In this case the R&R game game to a brutally quick decision. Leaving out some secondary maneuvers and movements that didn't affect the final outcome, the key moves were an assault at 2-3 odds with a +2 die roll modifier by Mercer and his brigade of Continentals against the British 55th Regiment which resulted in a NED0 (Attacker No Effect; unmodified Defender morale check). Both halves of the 55th promptly failed their morale checks and retreated (and eventually one half even routed off the field!). This was a low probability outcome that put the British down 8 points in disruption and eliminations.
It also left Mawhood and the British 17th Regiment adjacent to Mercer and his brigade. Rather than withdraw and risk leaving half his regiment behind if it failed to disengage, Mawhood called in the Dragoon troop to help the 17th and launched a 1-1 assault with a +1 DRM on Mercer which resulted in a NE (no effect). In retrospect this was an error.
On the 0900 turn Mawhood was swarmed by all of Mercer's and Calawalader's brigades, led by Gen. Washington himself for a 3-1 assault with no modification to the die roll as Mawhood and Washington cancelled out. A die roll of 8 resulted in a DE (defender eliminated) which brought the British army far above it's disintegration level of 16. Indeed, Mawhood and the troops with him alone counted as 15 points!

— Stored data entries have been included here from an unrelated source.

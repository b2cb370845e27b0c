//! # studyclock Core Library
//!
//! Business logic for a single-user work-session dashboard: it times studies,
//! classifies the rest of the session into exclusive activity categories and
//! keeps productivity metrics. The CLI is a thin layer over this crate.
//!
//! ## Architecture
//!
//! - **Session Engine**: a tick-driven reducer. The caller invokes `tick()`
//!   once per real second and applies user actions between ticks
//! - **Valuation**: pure functions deriving target duration and unit value
//!   from editable tables
//! - **Ledger**: streak, variance, unit totals, rates and a single undo
//! - **Break Policy**: threshold/cooldown suggestion of breaks
//! - **Storage**: TOML configuration and CSV exchange of the valuation tables
//!
//! ## Key Components
//!
//! - [`SessionEngine`]: activity state machine
//! - [`ValuationConfig`]: target seconds and unit values per kind/modifier
//! - [`Config`]: persisted preferences, break thresholds and valuation
//! - [`Event`]: emitted by every transition

pub mod error;
pub mod events;
pub mod format;
pub mod storage;
pub mod study;
pub mod timer;
pub mod valuation;

pub use error::{ActionError, ConfigError, CoreError};
pub use events::Event;
pub use storage::{Config, ConfigFile, Preference, PreferenceStore, Preferences, ValuationStore};
pub use study::{Modifier, Selection, StudyKind};
pub use timer::{Action, ActivityCategory, BreakPolicy, SessionEngine};
pub use valuation::{target_duration, unit_value, ValuationConfig};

This illustrates nicely a point that's often misunderstood in wargaming circles -- more dice does not equal more luck.
In the Hold the Line version of Princeton there were a total of 36 rolls of the command die between the two sides, and nearly 100 rolls of a standard die -- providing enough rolls that there's a high likelihood that the luck generally evened out. Indeed, the only real "luck roll" in that fight involved the hit on General Greene that took him out of the fight -- but even there the luck was not extreme. Washington was missed at least twice and Mawhood dodged a bullet as well.
In contrast, the traditional hex-and-counter game Rebels & Redcoats turned in dramatic fashion on just a literal handful of die rolls. In the entire 3-turn game there were just a dozen die rolls and half of those were of minor import (mostly low-factor bombardments and force marches). Seven rolls were important rolls: three assaults and four morale checks/rally attempts. Of those seven rolls fully six went against the interests of the British side and there was simply insufficient time for the rolls to even out in any way.
So despite surface appearances, Rebels & Redcoats's Princeton was much more luck dependent than Hold the Line's version of the battle.
On the other hand, R&R was closer to the actual final result than HTL, although getting there quite differently than the historical course of the action. In the R&R playing the British brigade was destroyed, where in HTL the British actually emerged victorious.
Hold the Line is a more fair scenario than Rebels & Redcoats, but probably makes it a more even fight than the historical reality would justify. Mawhood's command was seriously outnumbered and the Ameircan force was well-led with Washington, Greene and Sullivan all on the field.